Прощай. Много посылаю тебе заочных поцелуев. Уведоми меня в Москву, что ты получил это письмо; мне бы не хотелось, чтобы оно пропало, ибо оно писано в душевную минуту.
Твой Гог.
Гоголь – Языкову Н. М., 23 октября 1841
23 октября 1841 г. Москва [1824]
23 октябр. Москва.
Только теперь, из Москвы, пишу к тебе. До сих пор я все был неспокоен. Меня, как ты уже, я думаю, знаешь, предательски завезли в Петербург; там я пять дней томился. Погода мерзейшая – именно трепня. Но я теперь в Москве и вижу чудную разность в климатах. Дни все в солнце, воздух слышен свежий, осенний, передо мною открытое поле, и ни кареты, ни дрожек, ни души, – словом, рай[1825]. Обнимаю и целую тебя несколько раз. Жизнь наша может быть здесь полно-хороша и безбурна. Кофий уже доведен мною до совершенства, никаких докучных мух и никакого беспокойства ни от кого. Я не знаю сам, как это делается, – но то справедливо, что если человек созрел для уединенной жизни, то в его лице, в речи, в поступках есть что-то такое, что отдаляет его от всего, что ежедневно, – и невольно отступаются от него люди, занятые ежедневными толками и страстями.

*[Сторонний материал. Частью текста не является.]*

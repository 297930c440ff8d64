//! TLS 1.2 record protection (RFC 5246 Section 6.2.3, RFC 5288, RFC 7905).
//!
//! Two constructions:
//!
//! - **AEAD**: additional data is `seq_num || type || version || length`
//!   over the plaintext length. AES-GCM sends an 8 byte explicit nonce
//!   (the sequence number) in front of the ciphertext, the nonce being
//!   `fixed_iv(4) || explicit(8)`. ChaCha20-Poly1305 sends nothing extra
//!   and XORs the sequence number into the 12 byte IV.
//! - **CBC**: MAC-then-encrypt. `HMAC(mac_key, seq_num || type || version
//!   || length || fragment)` is appended, then padding, and the result is
//!   encrypted under a fresh random IV that is sent in the clear.

use std::sync::Arc;

use subtle::{Choice, ConditionallySelectable, ConstantTimeEq, ConstantTimeGreater};
use weft_crypto::{Aead, BlockCipher, CryptoProvider, HashAlgorithm};
use zeroize::Zeroizing;

use super::{RecordProtection, SequenceNumber, MAX_TLS12_CIPHERTEXT_LEN};
use crate::cipher::{CipherMode, CipherSuiteDescriptor};
use crate::error::{Error, Result};
use crate::protocol::{ContentType, ProtocolVersion, MAX_FRAGMENT_LEN};

/// Build protection for one direction from its slice of the key block.
pub fn protection(
    provider: &Arc<dyn CryptoProvider>,
    suite: &CipherSuiteDescriptor,
    mac_key: &[u8],
    key: &[u8],
    iv: &[u8],
) -> Result<Box<dyn RecordProtection>> {
    match suite.mode {
        CipherMode::Cbc => Ok(Box::new(Tls12Cbc::new(
            Arc::clone(provider),
            suite,
            mac_key,
            key,
        )?)),
        CipherMode::Gcm | CipherMode::Poly1305 => {
            Ok(Box::new(Tls12Aead::new(provider.as_ref(), suite, key, iv)?))
        },
    }
}

fn additional_data(
    seq: SequenceNumber,
    content_type: ContentType,
    version: ProtocolVersion,
    len: usize,
) -> [u8; 13] {
    let mut aad = [0u8; 13];
    aad[..8].copy_from_slice(&seq.get().to_be_bytes());
    aad[8] = content_type.to_u8();
    aad[9..11].copy_from_slice(&version.to_u16().to_be_bytes());
    aad[11..].copy_from_slice(&(len as u16).to_be_bytes());
    aad
}

/// AES-GCM or ChaCha20-Poly1305 record protection.
pub struct Tls12Aead {
    aead: Box<dyn Aead>,
    key: Zeroizing<Vec<u8>>,
    iv: Zeroizing<Vec<u8>>,
    explicit_nonce: bool,
    seq: SequenceNumber,
}

impl core::fmt::Debug for Tls12Aead {
    fn fmt(&self, f: &mut core::fmt::Formatter<'_>) -> core::fmt::Result {
        f.debug_struct("Tls12Aead")
            .field("algorithm", &self.aead.algorithm())
            .field("seq", &self.seq.get())
            .finish_non_exhaustive()
    }
}

impl Tls12Aead {
    /// `iv` is the 4 byte GCM salt or the 12 byte ChaCha20 IV.
    pub fn new(
        provider: &dyn CryptoProvider,
        suite: &CipherSuiteDescriptor,
        key: &[u8],
        iv: &[u8],
    ) -> Result<Self> {
        let algorithm = suite
            .aead_algorithm()
            .ok_or_else(|| Error::Internal(format!("{} is not an AEAD suite", suite.name)))?;
        if key.len() != suite.key_len() || iv.len() != suite.fixed_iv_len() {
            return Err(Error::Internal("record key material has the wrong size".into()));
        }
        Ok(Self {
            aead: provider.aead(algorithm)?,
            key: Zeroizing::new(key.to_vec()),
            iv: Zeroizing::new(iv.to_vec()),
            explicit_nonce: suite.record_iv_len() > 0,
            seq: SequenceNumber::default(),
        })
    }

    fn nonce(&self, explicit: &[u8; 8]) -> Vec<u8> {
        if self.explicit_nonce {
            let mut nonce = Vec::with_capacity(12);
            nonce.extend_from_slice(&self.iv);
            nonce.extend_from_slice(explicit);
            nonce
        } else {
            self.seq.nonce(&self.iv)
        }
    }
}

impl RecordProtection for Tls12Aead {
    fn seal(
        &mut self,
        content_type: ContentType,
        version: ProtocolVersion,
        fragment: &[u8],
    ) -> Result<(ContentType, Vec<u8>)> {
        let explicit = self.seq.get().to_be_bytes();
        let nonce = self.nonce(&explicit);
        let aad = additional_data(self.seq, content_type, version, fragment.len());
        let sealed = self.aead.seal(&self.key, &nonce, &aad, fragment)?;

        let mut body = Vec::with_capacity(8 + sealed.len());
        if self.explicit_nonce {
            body.extend_from_slice(&explicit);
        }
        body.extend_from_slice(&sealed);
        self.seq.advance()?;
        Ok((content_type, body))
    }

    fn open(
        &mut self,
        content_type: ContentType,
        version: ProtocolVersion,
        body: &[u8],
    ) -> Result<(ContentType, Vec<u8>)> {
        let explicit_len = if self.explicit_nonce { 8 } else { 0 };
        if body.len() < explicit_len + self.aead.tag_size() {
            return Err(Error::BadRecordMac);
        }
        let (explicit, ciphertext) = body.split_at(explicit_len);
        let nonce = match <[u8; 8]>::try_from(explicit) {
            Ok(explicit) => self.nonce(&explicit),
            Err(_) => self.seq.nonce(&self.iv),
        };
        let plaintext_len = ciphertext.len() - self.aead.tag_size();
        let aad = additional_data(self.seq, content_type, version, plaintext_len);
        let plaintext = self
            .aead
            .open(&self.key, &nonce, &aad, ciphertext)
            .map_err(|_| Error::BadRecordMac)?;
        if plaintext.len() > MAX_FRAGMENT_LEN {
            return Err(Error::RecordOverflow(plaintext.len()));
        }
        self.seq.advance()?;
        Ok((content_type, plaintext))
    }

    fn max_ciphertext_len(&self) -> usize {
        MAX_TLS12_CIPHERTEXT_LEN
    }

    fn sequence_number(&self) -> u64 {
        self.seq.get()
    }
}

/// AES-CBC with HMAC record protection.
pub struct Tls12Cbc {
    provider: Arc<dyn CryptoProvider>,
    cipher: Box<dyn BlockCipher>,
    mac: HashAlgorithm,
    mac_key: Zeroizing<Vec<u8>>,
    key: Zeroizing<Vec<u8>>,
    seq: SequenceNumber,
}

impl core::fmt::Debug for Tls12Cbc {
    fn fmt(&self, f: &mut core::fmt::Formatter<'_>) -> core::fmt::Result {
        f.debug_struct("Tls12Cbc")
            .field("cipher", &self.cipher.algorithm())
            .field("mac", &self.mac)
            .field("seq", &self.seq.get())
            .finish_non_exhaustive()
    }
}

impl Tls12Cbc {
    /// Protection for a CBC suite.
    pub fn new(
        provider: Arc<dyn CryptoProvider>,
        suite: &CipherSuiteDescriptor,
        mac_key: &[u8],
        key: &[u8],
    ) -> Result<Self> {
        let (Some(algorithm), Some(mac)) = (suite.block_algorithm(), suite.mac) else {
            return Err(Error::Internal(format!("{} is not a CBC suite", suite.name)));
        };
        if key.len() != suite.key_len() || mac_key.len() != mac.output_size() {
            return Err(Error::Internal("record key material has the wrong size".into()));
        }
        Ok(Self {
            cipher: provider.block_cipher(algorithm)?,
            provider,
            mac,
            mac_key: Zeroizing::new(mac_key.to_vec()),
            key: Zeroizing::new(key.to_vec()),
            seq: SequenceNumber::default(),
        })
    }

    fn record_mac(
        &self,
        content_type: ContentType,
        version: ProtocolVersion,
        content: &[u8],
    ) -> Result<Vec<u8>> {
        let mut hmac = self.provider.hmac(self.mac, &self.mac_key)?;
        hmac.update(&additional_data(self.seq, content_type, version, content.len()));
        hmac.update(content);
        Ok(hmac.finalize())
    }
}

impl RecordProtection for Tls12Cbc {
    fn seal(
        &mut self,
        content_type: ContentType,
        version: ProtocolVersion,
        fragment: &[u8],
    ) -> Result<(ContentType, Vec<u8>)> {
        let block = self.cipher.block_size();
        let mac = self.record_mac(content_type, version, fragment)?;

        let unpadded = fragment.len() + mac.len() + 1;
        let pad = (block - unpadded % block) % block;
        let mut data = Zeroizing::new(Vec::with_capacity(unpadded + pad));
        data.extend_from_slice(fragment);
        data.extend_from_slice(&mac);
        data.resize(unpadded + pad, pad as u8);

        let iv = self.provider.random().generate(block)?;
        let ciphertext = self.cipher.encrypt_blocks(&self.key, &iv, &data)?;

        let mut body = iv;
        body.extend_from_slice(&ciphertext);
        self.seq.advance()?;
        Ok((content_type, body))
    }

    fn open(
        &mut self,
        content_type: ContentType,
        version: ProtocolVersion,
        body: &[u8],
    ) -> Result<(ContentType, Vec<u8>)> {
        let block = self.cipher.block_size();
        let mac_len = self.mac.output_size();
        let min_len = block + (mac_len + block) / block * block;
        if body.len() < min_len || body.len() % block != 0 {
            return Err(Error::BadRecordMac);
        }
        let (iv, ciphertext) = body.split_at(block);
        let plaintext = Zeroizing::new(
            self.cipher
                .decrypt_blocks(&self.key, iv, ciphertext)
                .map_err(|_| Error::BadRecordMac)?,
        );

        // Check the padding without branching on its value, then always
        // compute a MAC so that both failure causes look alike.
        let len = plaintext.len();
        let pad = plaintext[len - 1];
        let mut good = !(u32::from(pad) + 1 + mac_len as u32).ct_gt(&(len as u32));
        for i in 0..len.min(256) {
            let inside = !(i as u8).ct_gt(&pad);
            good &= !inside | plaintext[len - 1 - i].ct_eq(&pad);
        }
        let strip = u32::conditional_select(&0, &(u32::from(pad) + 1), good) as usize;
        let content_len = len - mac_len - strip;

        let (content, received) = plaintext[..len - strip].split_at(content_len);
        let expected = self.record_mac(content_type, version, content)?;
        let mac_ok: Choice = expected.ct_eq(received);
        if !bool::from(good & mac_ok) {
            return Err(Error::BadRecordMac);
        }
        if content_len > MAX_FRAGMENT_LEN {
            return Err(Error::RecordOverflow(content_len));
        }
        let content = content.to_vec();
        self.seq.advance()?;
        Ok((content_type, content))
    }

    fn max_ciphertext_len(&self) -> usize {
        MAX_TLS12_CIPHERTEXT_LEN
    }

    fn sequence_number(&self) -> u64 {
        self.seq.get()
    }
}

#[cfg(test)]
mod tests {
    use super::*;
    use crate::cipher::CipherSuite;
    use proptest::prelude::*;
    use weft_crypto_rustcrypto::RustCryptoProvider;

    fn provider() -> Arc<dyn CryptoProvider> {
        Arc::new(RustCryptoProvider::new())
    }

    fn pair(suite: CipherSuite) -> (Box<dyn RecordProtection>, Box<dyn RecordProtection>) {
        let provider = provider();
        let suite = suite.descriptor().unwrap();
        let mac_key = vec![0x11; suite.mac_key_len()];
        let key = vec![0x22; suite.key_len()];
        let iv = vec![0x33; suite.fixed_iv_len()];
        (
            protection(&provider, suite, &mac_key, &key, &iv).unwrap(),
            protection(&provider, suite, &mac_key, &key, &iv).unwrap(),
        )
    }

    const SUITES: [CipherSuite; 4] = [
        CipherSuite::EcdheRsaWithAes128GcmSha256,
        CipherSuite::EcdheRsaWithChaCha20Poly1305Sha256,
        CipherSuite::RsaWithAes128CbcSha,
        CipherSuite::RsaWithAes256CbcSha256,
    ];

    #[test]
    fn test_seal_open_advances_sequence() {
        for suite in SUITES {
            let (mut writer, mut reader) = pair(suite);
            for round in 0..3u64 {
                let message = format!("record {}", round);
                let (typ, body) = writer
                    .seal(ContentType::ApplicationData, ProtocolVersion::Tls12, message.as_bytes())
                    .unwrap();
                assert_eq!(typ, ContentType::ApplicationData);
                assert_ne!(&body[..], message.as_bytes());
                let (typ, plain) = reader
                    .open(ContentType::ApplicationData, ProtocolVersion::Tls12, &body)
                    .unwrap();
                assert_eq!(typ, ContentType::ApplicationData);
                assert_eq!(plain, message.as_bytes(), "{:?}", suite);
                assert_eq!(writer.sequence_number(), round + 1);
                assert_eq!(reader.sequence_number(), round + 1);
            }
        }
    }

    #[test]
    fn test_gcm_explicit_nonce_is_sequence_number() {
        let (mut writer, _) = pair(CipherSuite::EcdheRsaWithAes128GcmSha256);
        writer.seal(ContentType::Handshake, ProtocolVersion::Tls12, b"a").unwrap();
        let (_, body) = writer.seal(ContentType::Handshake, ProtocolVersion::Tls12, b"b").unwrap();
        assert_eq!(&body[..8], &1u64.to_be_bytes());
        assert_eq!(body.len(), 8 + 1 + 16);
    }

    #[test]
    fn test_cbc_body_layout() {
        let (mut writer, _) = pair(CipherSuite::RsaWithAes128CbcSha);
        let (_, body) = writer
            .seal(ContentType::ApplicationData, ProtocolVersion::Tls12, &[0u8; 10])
            .unwrap();
        // iv + roundup(10 + 20 + 1, 16)
        assert_eq!(body.len(), 16 + 32);
    }

    #[test]
    fn test_tampering_is_bad_record_mac() {
        for suite in SUITES {
            let (mut writer, mut reader) = pair(suite);
            let (_, mut body) = writer
                .seal(ContentType::ApplicationData, ProtocolVersion::Tls12, b"attack at dawn")
                .unwrap();
            let last = body.len() - 1;
            body[last] ^= 0x01;
            assert_eq!(
                reader.open(ContentType::ApplicationData, ProtocolVersion::Tls12, &body),
                Err(Error::BadRecordMac),
                "{:?}",
                suite
            );
            assert_eq!(reader.sequence_number(), 0);
        }
    }

    #[test]
    fn test_wrong_content_type_fails_authentication() {
        let (mut writer, mut reader) = pair(CipherSuite::EcdheRsaWithAes128GcmSha256);
        let (_, body) = writer
            .seal(ContentType::ApplicationData, ProtocolVersion::Tls12, b"data")
            .unwrap();
        assert_eq!(
            reader.open(ContentType::Handshake, ProtocolVersion::Tls12, &body),
            Err(Error::BadRecordMac)
        );
    }

    #[test]
    fn test_short_bodies_are_rejected() {
        for suite in SUITES {
            let (_, mut reader) = pair(suite);
            assert_eq!(
                reader.open(ContentType::ApplicationData, ProtocolVersion::Tls12, &[0u8; 8]),
                Err(Error::BadRecordMac)
            );
        }
    }

    proptest! {
        #[test]
        fn prop_cbc_round_trip(data in proptest::collection::vec(any::<u8>(), 0..600)) {
            let (mut writer, mut reader) = pair(CipherSuite::RsaWithAes256CbcSha256);
            let (_, body) = writer
                .seal(ContentType::ApplicationData, ProtocolVersion::Tls12, &data)
                .unwrap();
            let (_, plain) = reader
                .open(ContentType::ApplicationData, ProtocolVersion::Tls12, &body)
                .unwrap();
            prop_assert_eq!(plain, data);
        }
    }
}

Пиши и опиши все. Происшествий внешних у нас обоих немного, но они так много связаны с внутренними нашими происшествиями, что все для нас обоюдно любопытно. У меня на душе хорошо, светло. Дай бог, чтоб у тебя тоже было светло и хорошо во все время твоего ганавского затворничества, – я молюсь о том душевно и уверен твердо, что невидимая рука поддержит тебя здрава и здрава доставит тебя мне, и бог знает, может быть, достанется нам даже достигнуть рука об руку старости, все может сбыться.
Прощай. Целую тебя и сердцем и душою и жду письма твоего.
Адрес мой ты, я думаю, уже знаешь: в университет на имя Погодина. Письмо это не больше как передовое известие и потому такое тощее. Как обживусь, напишу подлиннее.